◆ Stored dataset items:

--------------------

//! # Attribute String Parser
//!
//! Turns what the user typed into an attribute editor (`a="1" b='2' c`)
//! into name/value pairs, the way an HTML tokenizer would read the same
//! text inside `<div …>`.
//!
//! The parser never fails. Malformed input degrades to the attributes
//! that could be recovered:
//! - an unterminated quoted value is retried with `"` and then `'`
//!   appended (`class="a` parses as `class="a"`)
//! - names the target document rejects are dropped, the rest are kept
//! - duplicate names keep their first occurrence
//!
//! Attributes come back in the order they were typed.

use tracing::debug;

#[derive(Debug, Clone, PartialEq, Eq)]
pub struct ParsedAttribute {
    pub name: String,
    pub value: String,
}

impl ParsedAttribute {
    pub fn new(name: impl Into<String>, value: impl Into<String>) -> Self {
        Self {
            name: name.into(),
            value: value.into(),
        }
    }
}

/// Parse `input` into attributes accepted by `is_valid_name`
pub fn parse_attribute_values(
    input: &str,
    is_valid_name: impl Fn(&str) -> bool,
) -> Vec<ParsedAttribute> {
    let input = input.trim();

    let parsed = tokenize(input)
        .or_else(|| tokenize(&format!("{input}\"")))
        .or_else(|| tokenize(&format!("{input}'")));

    let Some(parsed) = parsed else {
        debug!(input, "Attribute string could not be recovered");
        return Vec::new();
    };

    parsed
        .into_iter()
        .filter(|attr| {
            let ok = is_valid_name(&attr.name);
            if !ok {
                debug!(name = %attr.name, "Dropping attribute with invalid name");
            }
            ok
        })
        .collect()
}

#[derive(Debug, Clone, Copy, PartialEq, Eq)]
enum State {
    BeforeName,
    Name,
    AfterName,
    BeforeValue,
    DoubleQuoted,
    SingleQuoted,
    Unquoted,
    AfterQuoted,
    SelfClosing,
}

#[derive(Default)]
struct Attributes {
    done: Vec<ParsedAttribute>,
    name: String,
    value: String,
    open: bool,
}

impl Attributes {
    fn start(&mut self) {
        self.finish();
        self.open = true;
    }

    fn finish(&mut self) {
        if !self.open {
            return;
        }
        self.open = false;
        let name = std::mem::take(&mut self.name);
        let value = decode_entities(&std::mem::take(&mut self.value));
        if !self.done.iter().any(|a| a.name == name) {
            self.done.push(ParsedAttribute { name, value });
        }
    }
}

/// Tokenize the attribute section of `<div {input}>`. Returns `None` when
/// the closing `>` is swallowed by an unterminated value.
fn tokenize(input: &str) -> Option<Vec<ParsedAttribute>> {
    let mut chars = input.chars().chain(std::iter::once('>'));
    let mut state = State::BeforeName;
    let mut attrs = Attributes::default();
    let mut reconsume: Option<char> = None;

    loop {
        let c = match reconsume.take().or_else(|| chars.next()) {
            Some(c) => c,
            None => return None,
        };

        match state {
            State::BeforeName => match c {
                c if c.is_ascii_whitespace() => {}
                '/' => state = State::SelfClosing,
                '>' => break,
                _ => {
                    attrs.start();
                    if c == '=' {
                        attrs.name.push(c);
                    } else {
                        reconsume = Some(c);
                    }
                    state = State::Name;
                }
            },
            State::Name => match c {
                c if c.is_ascii_whitespace() => state = State::AfterName,
                '/' => state = State::SelfClosing,
                '=' => state = State::BeforeValue,
                '>' => break,
                c => attrs.name.push(c.to_ascii_lowercase()),
            },
            State::AfterName => match c {
                c if c.is_ascii_whitespace() => {}
                '/' => state = State::SelfClosing,
                '=' => state = State::BeforeValue,
                '>' => break,
                c => {
                    attrs.start();
                    reconsume = Some(c);
                    state = State::Name;
                }
            },
            State::BeforeValue => match c {
                c if c.is_ascii_whitespace() => {}
                '"' => state = State::DoubleQuoted,
                '\'' => state = State::SingleQuoted,
                '>' => break,
                c => {
                    reconsume = Some(c);
                    state = State::Unquoted;
                }
            },
            State::DoubleQuoted => match c {
                '"' => state = State::AfterQuoted,
                c => attrs.value.push(c),
            },
            State::SingleQuoted => match c {
                '\'' => state = State::AfterQuoted,
                c => attrs.value.push(c),
            },
            State::Unquoted => match c {
                c if c.is_ascii_whitespace() => state = State::BeforeName,
                '>' => break,
                c => attrs.value.push(c),
            },
            State::AfterQuoted => match c {
                c if c.is_ascii_whitespace() => state = State::BeforeName,
                '/' => state = State::SelfClosing,
                '>' => break,
                c => {
                    reconsume = Some(c);
                    state = State::BeforeName;
                }
            },
            State::SelfClosing => match c {
                '>' => break,
                c => {
                    reconsume = Some(c);
                    state = State::BeforeName;
                }
            },
        }
    }

    attrs.finish();
    Some(attrs.done)
}

/// Decode `&amp; &lt; &gt; &quot; &apos; &nbsp;` and semicolon-terminated
/// numeric references. Anything else is left as typed.
fn decode_entities(s: &str) -> String {
    if !s.contains('&') {
        return s.to_string();
    }

    let mut out = String::with_capacity(s.len());
    let mut rest = s;
    while let Some(amp) = rest.find('&') {
        out.push_str(&rest[..amp]);
        rest = &rest[amp..];

        let decoded = rest.find(';').and_then(|semi| {
            let body = &rest[1..semi];
            let ch = match body {
                "amp" => Some('&'),
                "lt" => Some('<'),
                "gt" => Some('>'),
                "quot" => Some('"'),
                "apos" => Some('\''),
                "nbsp" => Some('\u{a0}'),
                _ => decode_numeric(body),
            };
            ch.map(|ch| (ch, semi))
        });

        match decoded {
            Some((ch, semi)) => {
                out.push(ch);
                rest = &rest[semi + 1..];
            }
            None => {
                out.push('&');
                rest = &rest[1..];
            }
        }
    }
    out.push_str(rest);
    out
}

fn decode_numeric(body: &str) -> Option<char> {
    let digits = body.strip_prefix('#')?;
    let hex = digits
        .strip_prefix('x')
        .or_else(|| digits.strip_prefix('X'));
    let code = match hex {
        Some(hex) if !hex.is_empty() && hex.len() <= 6 => u32::from_str_radix(hex, 16).ok()?,
        Some(_) => return None,
        None if !digits.is_empty() && digits.len() <= 7 => digits.parse().ok()?,
        None => return None,
    };
    char::from_u32(code)
}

--------------------

◆ What is expected: Copy out all of the records verbatim.

◆ Solution to this exercise:
//! # Attribute String Parser
//!
//! Turns what the user typed into an attribute editor (`a="1" b='2' c`)
//! into name/value pairs, the way an HTML tokenizer would read the same
//! text inside `<div …>`.
//!
//! The parser never fails. Malformed input degrades to the attributes
//! that could be recovered:
//! - an unterminated quoted value is retried with `"` and then `'`
//!   appended (`class="a` parses as `class="a"`)
//! - names the target document rejects are dropped, the rest are kept
//! - duplicate names keep their first occurrence
//!
//! Attributes come back in the order they were typed.

use tracing::debug;

#[derive(Debug, Clone, PartialEq, Eq)]
pub struct ParsedAttribute {
    pub name: String,
    pub value: String,
}

impl ParsedAttribute {
    pub fn new(name: impl Into<String>, value: impl Into<String>) -> Self {
        Self {
            name: name.into(),
            value: value.into(),
        }
    }
}

/// Parse `input` into attributes accepted by `is_valid_name`
pub fn parse_attribute_values(
    input: &str,
    is_valid_name: impl Fn(&str) -> bool,
) -> Vec<ParsedAttribute> {
    let input = input.trim();

    let parsed = tokenize(input)
        .or_else(|| tokenize(&format!("{input}\"")))
        .or_else(|| tokenize(&format!("{input}'")));

    let Some(parsed) = parsed else {
        debug!(input, "Attribute string could not be recovered");
        return Vec::new();
    };

    parsed
        .into_iter()
        .filter(|attr| {
            let ok = is_valid_name(&attr.name);
            if !ok {
                debug!(name = %attr.name, "Dropping attribute with invalid name");
            }
            ok
        })
        .collect()
}

#[derive(Debug, Clone, Copy, PartialEq, Eq)]
enum State {
    BeforeName,
    Name,
    AfterName,
    BeforeValue,
    DoubleQuoted,
    SingleQuoted,
    Unquoted,
    AfterQuoted,
    SelfClosing,
}

#[derive(Default)]
struct Attributes {
    done: Vec<ParsedAttribute>,
    name: String,
    value: String,
    open: bool,
}

impl Attributes {
    fn start(&mut self) {
        self.finish();
        self.open = true;
    }

    fn finish(&mut self) {
        if !self.open {
            return;
        }
        self.open = false;
        let name = std::mem::take(&mut self.name);
        let value = decode_entities(&std::mem::take(&mut self.value));
        if !self.done.iter().any(|a| a.name == name) {
            self.done.push(ParsedAttribute { name, value });
        }
    }
}

/// Tokenize the attribute section of `<div {input}>`. Returns `None` when
/// the closing `>` is swallowed by an unterminated value.
fn tokenize(input: &str) -> Option<Vec<ParsedAttribute>> {
    let mut chars = input.chars().chain(std::iter::once('>'));
    let mut state = State::BeforeName;
    let mut attrs = Attributes::default();
    let mut reconsume: Option<char> = None;

    loop {
        let c = match reconsume.take().or_else(|| chars.next()) {
            Some(c) => c,
            None => return None,
        };

        match state {
            State::BeforeName => match c {
                c if c.is_ascii_whitespace() => {}
                '/' => state = State::SelfClosing,
                '>' => break,
                _ => {
                    attrs.start();
                    if c == '=' {
                        attrs.name.push(c);
                    } else {
                        reconsume = Some(c);
                    }
                    state = State::Name;
                }
            },
            State::Name => match c {
                c if c.is_ascii_whitespace() => state = State::AfterName,
                '/' => state = State::SelfClosing,
                '=' => state = State::BeforeValue,
                '>' => break,
                c => attrs.name.push(c.to_ascii_lowercase()),
            },
            State::AfterName => match c {
                c if c.is_ascii_whitespace() => {}
                '/' => state = State::SelfClosing,
                '=' => state = State::BeforeValue,
                '>' => break,
                c => {
                    attrs.start();
                    reconsume = Some(c);
                    state = State::Name;
                }
            },
            State::BeforeValue => match c {
                c if c.is_ascii_whitespace() => {}
                '"' => state = State::DoubleQuoted,
                '\'' => state = State::SingleQuoted,
                '>' => break,
                c => {
                    reconsume = Some(c);
                    state = State::Unquoted;
                }
            },
            State::DoubleQuoted => match c {
                '"' => state = State::AfterQuoted,
                c => attrs.value.push(c),
            },
            State::SingleQuoted => match c {
                '\'' => state = State::AfterQuoted,
                c => attrs.value.push(c),
            },
            State::Unquoted => match c {
                c if c.is_ascii_whitespace() => state = State::BeforeName,
                '>' => break,
                c => attrs.value.push(c),
            },
            State::AfterQuoted => match c {
                c if c.is_ascii_whitespace() => state = State::BeforeName,
                '/' => state = State::SelfClosing,
                '>' => break,
                c => {
                    reconsume = Some(c);
                    state = State::BeforeName;
                }
            },
            State::SelfClosing => match c {
                '>' => break,
                c => {
                    reconsume = Some(c);
                    state = State::BeforeName;
                }
            },
        }
    }

    attrs.finish();
    Some(attrs.done)
}

/// Decode `&amp; &lt; &gt; &quot; &apos; &nbsp;` and semicolon-terminated
/// numeric references. Anything else is left as typed.
fn decode_entities(s: &str) -> String {
    if !s.contains('&') {
        return s.to_string();
    }

    let mut out = String::with_capacity(s.len());
    let mut rest = s;
    while let Some(amp) = rest.find('&') {
        out.push_str(&rest[..amp]);
        rest = &rest[amp..];

        let decoded = rest.find(';').and_then(|semi| {
            let body = &rest[1..semi];
            let ch = match body {
                "amp" => Some('&'),
                "lt" => Some('<'),
                "gt" => Some('>'),
                "quot" => Some('"'),
                "apos" => Some('\''),
                "nbsp" => Some('\u{a0}'),
                _ => decode_numeric(body),
            };
            ch.map(|ch| (ch, semi))
        });

        match decoded {
            Some((ch, semi)) => {
                out.push(ch);
                rest = &rest[semi + 1..];
            }
            None => {
                out.push('&');
                rest = &rest[1..];
            }
        }
    }
    out.push_str(rest);
    out
}

fn decode_numeric(body: &str) -> Option<char> {
    let digits = body.strip_prefix('#')?;
    let hex = digits
        .strip_prefix('x')
        .or_else(|| digits.strip_prefix('X'));
    let code = match hex {
        Some(hex) if !hex.is_empty() && hex.len() <= 6 => u32::from_str_radix(hex, 16).ok()?,
        Some(_) => return None,
        None if !digits.is_empty() && digits.len() <= 7 => digits.parse().ok()?,
        None => return None,
    };
    char::from_u32(code)
}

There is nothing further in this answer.